Read through the data, and wherever a line holds the word "thresholds", write that line out.

══ SUPPLIED DATA ══

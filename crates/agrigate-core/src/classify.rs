//! Threshold classification of numeric predictions into qualitative buckets.
//!
//! Each domain owns an ordered breakpoint table. Scanning from the low end,
//! the first breakpoint the value satisfies wins; a value past every
//! breakpoint lands in the terminal bucket. Tables are ordered from the
//! lowest bucket to the highest, so for risk domains a larger value never
//! maps to a safer bucket.

use crate::domain::Domain;

/// Upper bound of one bucket.
#[derive(Debug, Clone, Copy, PartialEq)]
pub struct Breakpoint {
    pub bound: f64,
    /// `true` for `value <= bound`, `false` for `value < bound`.
    pub inclusive: bool,
    pub bucket: &'static str,
}

const fn upto(bound: f64, bucket: &'static str) -> Breakpoint {
    Breakpoint {
        bound,
        inclusive: true,
        bucket,
    }
}

const fn below(bound: f64, bucket: &'static str) -> Breakpoint {
    Breakpoint {
        bound,
        inclusive: false,
        bucket,
    }
}

/// Ordered breakpoints plus the bucket for everything beyond them.
#[derive(Debug, Clone, Copy, PartialEq)]
pub struct ThresholdTable {
    pub breakpoints: &'static [Breakpoint],
    pub terminal: &'static str,
}

impl ThresholdTable {
    /// Position of the bucket `value` falls into, `0` being the lowest.
    ///
    /// NaN satisfies no breakpoint and lands in the terminal bucket.
    pub fn rank(&self, value: f64) -> usize {
        self.breakpoints
            .iter()
            .position(|bp| {
                if bp.inclusive {
                    value <= bp.bound
                } else {
                    value < bp.bound
                }
            })
            .unwrap_or(self.breakpoints.len())
    }

    pub fn bucket(&self, value: f64) -> &'static str {
        let rank = self.rank(value);
        self.breakpoints
            .get(rank)
            .map(|bp| bp.bucket)
            .unwrap_or(self.terminal)
    }

    /// Every bucket, lowest first.
    pub fn buckets(&self) -> impl Iterator<Item = &'static str> + '_ {
        self.breakpoints
            .iter()
            .map(|bp| bp.bucket)
            .chain(std::iter::once(self.terminal))
    }
}

static AQI: ThresholdTable = ThresholdTable {
    breakpoints: &[
        upto(50.0, "good"),
        upto(100.0, "moderate"),
        upto(150.0, "unhealthy_sensitive"),
        upto(200.0, "unhealthy"),
        upto(300.0, "very_unhealthy"),
    ],
    terminal: "hazardous",
};

static RISK: ThresholdTable = ThresholdTable {
    breakpoints: &[below(0.4, "low"), below(0.7, "moderate")],
    terminal: "high",
};

static RAINFALL: ThresholdTable = ThresholdTable {
    breakpoints: &[
        below(50.0, "scanty"),
        below(100.0, "light"),
        below(200.0, "moderate"),
        below(400.0, "heavy"),
    ],
    terminal: "very_heavy",
};

static CO2: ThresholdTable = ThresholdTable {
    breakpoints: &[
        below(350.0, "normal"),
        below(400.0, "elevated"),
        below(450.0, "high"),
    ],
    terminal: "very_high",
};

static NDVI: ThresholdTable = ThresholdTable {
    breakpoints: &[
        below(0.1, "very_low"),
        below(0.3, "low"),
        below(0.6, "moderate"),
    ],
    terminal: "high",
};

static YIELD: ThresholdTable = ThresholdTable {
    breakpoints: &[upto(1500.0, "low"), upto(3000.0, "moderate")],
    terminal: "high",
};

static PROFIT: ThresholdTable = ThresholdTable {
    breakpoints: &[
        upto(0.0, "loss"),
        upto(20.0, "low"),
        upto(50.0, "moderate"),
    ],
    terminal: "high",
};

static SOIL_HEALTH: ThresholdTable = ThresholdTable {
    breakpoints: &[below(40.0, "poor"), below(70.0, "moderate")],
    terminal: "good",
};

static PRICE: ThresholdTable = ThresholdTable {
    breakpoints: &[],
    terminal: "stable",
};

static WATER: ThresholdTable = ThresholdTable {
    breakpoints: &[],
    terminal: "computed",
};

impl Domain {
    /// Threshold table for numeric domains. Categorical domains bucket by
    /// decoded class label instead and have no table.
    pub fn thresholds(&self) -> Option<&'static ThresholdTable> {
        match self {
            Self::Aqi => Some(&AQI),
            Self::Flood | Self::Storm => Some(&RISK),
            Self::Rainfall => Some(&RAINFALL),
            Self::Co2 => Some(&CO2),
            Self::Ndvi => Some(&NDVI),
            Self::Yield => Some(&YIELD),
            Self::Profit => Some(&PROFIT),
            Self::SoilHealth => Some(&SOIL_HEALTH),
            Self::Price => Some(&PRICE),
            Self::Water => Some(&WATER),
            Self::Crop | Self::PlantDisease | Self::SoilType => None,
        }
    }

    /// Bucket for a decoded class. Plant disease folds its many labels into
    /// a health status; other categorical domains bucket by the label itself.
    pub fn class_bucket(&self, label: &str, probability: f64) -> String {
        match self {
            Self::PlantDisease if label.to_ascii_lowercase().contains("healthy") => {
                "healthy".to_string()
            }
            Self::PlantDisease if probability < EARLY_STAGE_BELOW => "early_stage".to_string(),
            Self::PlantDisease => "diseased".to_string(),
            _ => label.to_string(),
        }
    }
}

/// A diseased class predicted with less certainty than this reads as early stage.
pub const EARLY_STAGE_BELOW: f64 = 0.90;

/// Bucket for `value` in `domain`, or `None` for categorical domains.
pub fn classify(domain: Domain, value: f64) -> Option<&'static str> {
    domain.thresholds().map(|t| t.bucket(value))
}

#[cfg(test)]
mod tests {
    use super::*;

    #[test]
    fn aqi_breakpoints_exact() {
        assert_eq!(classify(Domain::Aqi, 0.0), Some("good"));
        assert_eq!(classify(Domain::Aqi, 42.0), Some("good"));
        assert_eq!(classify(Domain::Aqi, 50.0), Some("good"));
        assert_eq!(classify(Domain::Aqi, 50.1), Some("moderate"));
        assert_eq!(classify(Domain::Aqi, 100.0), Some("moderate"));
        assert_eq!(classify(Domain::Aqi, 150.0), Some("unhealthy_sensitive"));
        assert_eq!(classify(Domain::Aqi, 200.0), Some("unhealthy"));
        assert_eq!(classify(Domain::Aqi, 300.0), Some("very_unhealthy"));
        assert_eq!(classify(Domain::Aqi, 300.5), Some("hazardous"));
    }

    #[test]
    fn flood_and_storm_share_risk_breakpoints() {
        for domain in [Domain::Flood, Domain::Storm] {
            assert_eq!(classify(domain, 0.39), Some("low"));
            assert_eq!(classify(domain, 0.4), Some("moderate"));
            assert_eq!(classify(domain, 0.69), Some("moderate"));
            assert_eq!(classify(domain, 0.7), Some("high"));
            assert_eq!(classify(domain, 1.0), Some("high"));
        }
    }

    #[test]
    fn rainfall_breakpoints_exact() {
        assert_eq!(classify(Domain::Rainfall, 49.9), Some("scanty"));
        assert_eq!(classify(Domain::Rainfall, 50.0), Some("light"));
        assert_eq!(classify(Domain::Rainfall, 199.9), Some("moderate"));
        assert_eq!(classify(Domain::Rainfall, 200.0), Some("heavy"));
        assert_eq!(classify(Domain::Rainfall, 400.0), Some("very_heavy"));
    }

    #[test]
    fn co2_breakpoints_exact() {
        assert_eq!(classify(Domain::Co2, 349.0), Some("normal"));
        assert_eq!(classify(Domain::Co2, 350.0), Some("elevated"));
        assert_eq!(classify(Domain::Co2, 420.0), Some("high"));
        assert_eq!(classify(Domain::Co2, 450.0), Some("very_high"));
    }

    #[test]
    fn yield_and_profit_use_strict_upper_comparisons() {
        assert_eq!(classify(Domain::Yield, 1500.0), Some("low"));
        assert_eq!(classify(Domain::Yield, 1500.5), Some("moderate"));
        assert_eq!(classify(Domain::Yield, 3000.5), Some("high"));
        assert_eq!(classify(Domain::Profit, 0.0), Some("loss"));
        assert_eq!(classify(Domain::Profit, 0.1), Some("low"));
        assert_eq!(classify(Domain::Profit, 50.0), Some("moderate"));
        assert_eq!(classify(Domain::Profit, 50.1), Some("high"));
    }

    #[test]
    fn categorical_domains_have_no_table() {
        assert_eq!(classify(Domain::Crop, 0.9), None);
        assert_eq!(classify(Domain::SoilType, 0.9), None);
        assert_eq!(classify(Domain::PlantDisease, 0.9), None);
    }

    #[test]
    fn plant_disease_buckets_by_health_status() {
        let d = Domain::PlantDisease;
        assert_eq!(d.class_bucket("Tomato___healthy", 0.4), "healthy");
        assert_eq!(d.class_bucket("Apple___Apple_scab", 0.89), "early_stage");
        assert_eq!(d.class_bucket("Apple___Apple_scab", 0.90), "diseased");
        assert_eq!(d.class_bucket("Apple___Apple_scab", 1.0), "diseased");
        assert_eq!(Domain::Crop.class_bucket("rice", 0.2), "rice");
    }

    #[test]
    fn tables_are_strictly_ascending() {
        for domain in Domain::ALL {
            let Some(table) = domain.thresholds() else {
                continue;
            };
            for pair in table.breakpoints.windows(2) {
                assert!(
                    pair[0].bound < pair[1].bound,
                    "{domain}: {} !< {}",
                    pair[0].bound,
                    pair[1].bound
                );
            }
        }
    }

    #[test]
    fn every_value_maps_to_exactly_one_bucket() {
        let probes = [
            f64::NEG_INFINITY,
            -1e9,
            -1.0,
            0.0,
            0.35,
            0.7,
            49.99,
            150.0,
            399.0,
            1e9,
            f64::INFINITY,
        ];
        for domain in Domain::ALL {
            let Some(table) = domain.thresholds() else {
                continue;
            };
            let buckets: Vec<_> = table.buckets().collect();
            for v in probes {
                let b = table.bucket(v);
                assert_eq!(buckets.iter().filter(|x| **x == b).count(), 1);
            }
        }
    }

    #[test]
    fn risk_never_gets_safer_as_value_rises() {
        for domain in [Domain::Flood, Domain::Storm, Domain::Aqi] {
            let table = domain.thresholds().unwrap();
            let mut prev = 0;
            let mut v = -0.5;
            while v < 600.0 {
                let rank = table.rank(v);
                assert!(rank >= prev, "{domain}: rank dropped at {v}");
                prev = rank;
                v += if v < 2.0 { 0.01 } else { 0.5 };
            }
        }
    }
}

═══

* RESPONSE TO THE EXERCISE:
    pub fn thresholds(&self) -> Option<&'static ThresholdTable> {
    domain.thresholds().map(|t| t.bucket(value))
            let Some(table) = domain.thresholds() else {
            let Some(table) = domain.thresholds() else {
            let table = domain.thresholds().unwrap();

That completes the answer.